Suppose there is another relationship, now between plasma fibronectin concentration (PFC) and birth weight (BWt) in grams in healthy new-borns(8). This relationship may be written as

PFC = 109.64 + 0.0365 BWt.

The general form of these relationships is represented by best-fitting straight line

y = a + bx. [5]

The value of y on left-hand side of equation [5] is the predicted or estimated value but for simplicity we are not introducing another notation. The best fitting line is the one that is closest to the points in the scatter plot. This is defined as the line that minimizes the sum of the squared distances of the observed values of y from the chosen line. As mentioned earlier, this equation is called a simple regression equation because there is only one independent and one dependent. It is called linear because it represents a straight line. In PFC and BWt example, a = 109.64 is, what is called, the intercept, and b = 0.0365 is, what is called, the slope of the line. Slope is the rate at which y changes for a unit change in x. Intercept is the value of y when x = 0. It may or may not have any biological meaning. For example, in a linear regression of birth weight on amount of bidi smoking by mother, the constant a is the mean birth weight for non-smoking mothers. In this case, the slope b will be negative since birth weight would decline as the smoking increases. In PFC and BWt example, the intercept has no biological meaning as birth weight can not be zero. The constants a and b along with their SE can be obtained from statistical packages for a given data. If the regression coefficient (b) for any variable is zero, then that variable would have no linear influence on y. In case of relationship of intraocular pressure in children on height, b would be nearly zero. In practical situations, it would be unlikely that the b coefficient is exactly zero. Computer programs generally test the significance of regression coefficient using t test of the type used earlier, viz., t = b/estimated SE(b). The significance would indicate presence of some linear relationship between the variables x and y. A prerequisite for this test is the Gaussian pattern of y or large n. For a given value of x, expected y can be predicted using equation [5]. A measure of variability in the predicted y is its standard error (SE). This can also be obtained from the computer packages and can be used to obtain a confidence interval (CI) for predicted y.
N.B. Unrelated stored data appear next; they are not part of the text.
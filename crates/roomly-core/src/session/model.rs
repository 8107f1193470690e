//! Session domain model.
//!
//! The in-memory pairing of an auth credential and a user identifier that
//! gates access to authenticated screens.

use crate::error::{Result, RoomlyError};

/// An authenticated session: a bearer token paired with the user it belongs to.
///
/// The fields are private so the invariant holds at the type level: a
/// `Session` always carries both a non-empty token and a non-empty user id.
/// There is no such thing as a partial session.
#[derive(Debug, Clone, PartialEq, Eq)]
pub struct Session {
    token: String,
    user_id: String,
}

impl Session {
    /// Creates a session from a token/user-id pair.
    ///
    /// Each value is validated independently: both must be non-empty after
    /// trimming. (The check is an explicit logical AND on both fields, not
    /// a truthiness shortcut over the pair.)
    ///
    /// # Errors
    ///
    /// Returns a `Validation` error if either value is empty or whitespace.
    pub fn new(token: impl Into<String>, user_id: impl Into<String>) -> Result<Self> {
        let token = token.into();
        let user_id = user_id.into();

        if token.trim().is_empty() || user_id.trim().is_empty() {
            return Err(RoomlyError::validation(
                "A session requires both a token and a user id",
            ));
        }

        Ok(Self { token, user_id })
    }

    /// The opaque bearer token authorizing remote calls.
    pub fn token(&self) -> &str {
        &self.token
    }

    /// The identifier of the signed-in user.
    pub fn user_id(&self) -> &str {
        &self.user_id
    }
}

/// The three states a process-wide session can be in.
///
/// `Bootstrapping` is entered exactly once, at process start, and is left
/// for good once the persisted credential has been checked. The navigation
/// layer reads this state to decide which screen tree to mount and renders
/// nothing while loading.
#[derive(Debug, Clone, PartialEq, Eq)]
pub enum SessionState {
    /// Startup: the persisted credential has not been checked yet.
    Bootstrapping,
    /// No valid session; only the sign-in/sign-up tree is reachable.
    Anonymous,
    /// A full session is held; the authenticated tree is reachable.
    Authenticated(Session),
}

impl SessionState {
    /// True while the persisted credential is still being restored.
    pub fn is_loading(&self) -> bool {
        matches!(self, Self::Bootstrapping)
    }

    /// True when a session is held. Only meaningful once loading is over.
    pub fn is_authenticated(&self) -> bool {
        matches!(self, Self::Authenticated(_))
    }

    /// The current session, if any.
    pub fn session(&self) -> Option<&Session> {
        match self {
            Self::Authenticated(session) => Some(session),
            _ => None,
        }
    }
}
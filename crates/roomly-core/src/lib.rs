//! Domain core of the Roomly marketplace client.
//!
//! Holds the session and profile models, the error taxonomy, and the ports
//! (credential store, remote API) that the outer crates implement. No I/O
//! happens here.

pub mod api;
pub mod config;
pub mod error;
pub mod listing;
pub mod profile;
pub mod session;

// Re-export common error type
pub use error::{Result, RoomlyError};
//! Session domain: the in-memory session model and its persistence port.

pub mod model;
pub mod store;

pub use model::{Session, SessionState};
pub use store::CredentialStore;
Multiple Linear Regression: Multiple linear regression attempts to relate one measurement to more than one explanatory variable. An example is the relationship of body fat (%) with two explanatory variables viz., weight-height index (WT/HT3), where WT is in kg and HT in meters, and triceps skinfold thickness (TSFT) in mm in children given by Frerichs et al.(9). This is

Body fat (%) = 4.67 + 0.85 (WT/HT³) + 0.73 (TSFT). [6]

In notations, if y denotes dependent variable, and x₁ and x₂ are two explanatory variables, then multiple linear regression equation for y on x₁ and x₂ is

y = a + b₁ x₁ + b₂ x₂ .

Similarly, regression on K variables is

y = a + b₁ x₁ + b₂ x₂ + . . . + b_Kx_K. [7]

In this regression, if x₂, for example, increases by unity, and other xs remain the same then estimated y increases by b₂. Thus b_k is the independent contribution of one unit of x_k when other xs remain same. In equation [6], if weight-height index changes from 12.0 to 13.0 and TSFT remains same level at 15.0 mm then expected change in body fat is 0.85%. The usefulness of a regression equation to predict y can be checked by an F-test.

F-test was introduced in the previous Article(10) for comparison of several means using ANOVA procedure. In that case, the total sum of squares (TSS) is broken into between-groups sum of squares and within-groups or residual sum of squares. The results of multiple regression are also sometimes summarized in an ANOVA format with TSS broken down into regression sum of squares and residual sum of squares.

Apart from F-ratio, the other quantity that is computed in this set-up is the coefficient of determination R². This is the fraction of the total variation in y that is accounted for by the fitted regression model and varies from zero to one. For example in equation [6], R² = 0.69 would indicate that 69% of total variation in body fat is explained by weight-height index and triceps skinfold thickness. This is useful in assessing the adequacy of the computed relationship. The other method used to assess the adequacy is the residual plot. Residual is the difference between the observed value and the predicted value of y as per the regression equation. Suppose for a child whose weight is 44.6 kg and height is 1.53 meters, weight-height index is 12.45, TSFT is 15.3 mm and the actual body fat is 27.8%. Then the predicted body fat per cent from equation [6] is 26.4. The residual is 27.8 – 26.4 = 1.4 per cent. A regression model is considered a good fit if such residuals are small for most values of the explanatory variables.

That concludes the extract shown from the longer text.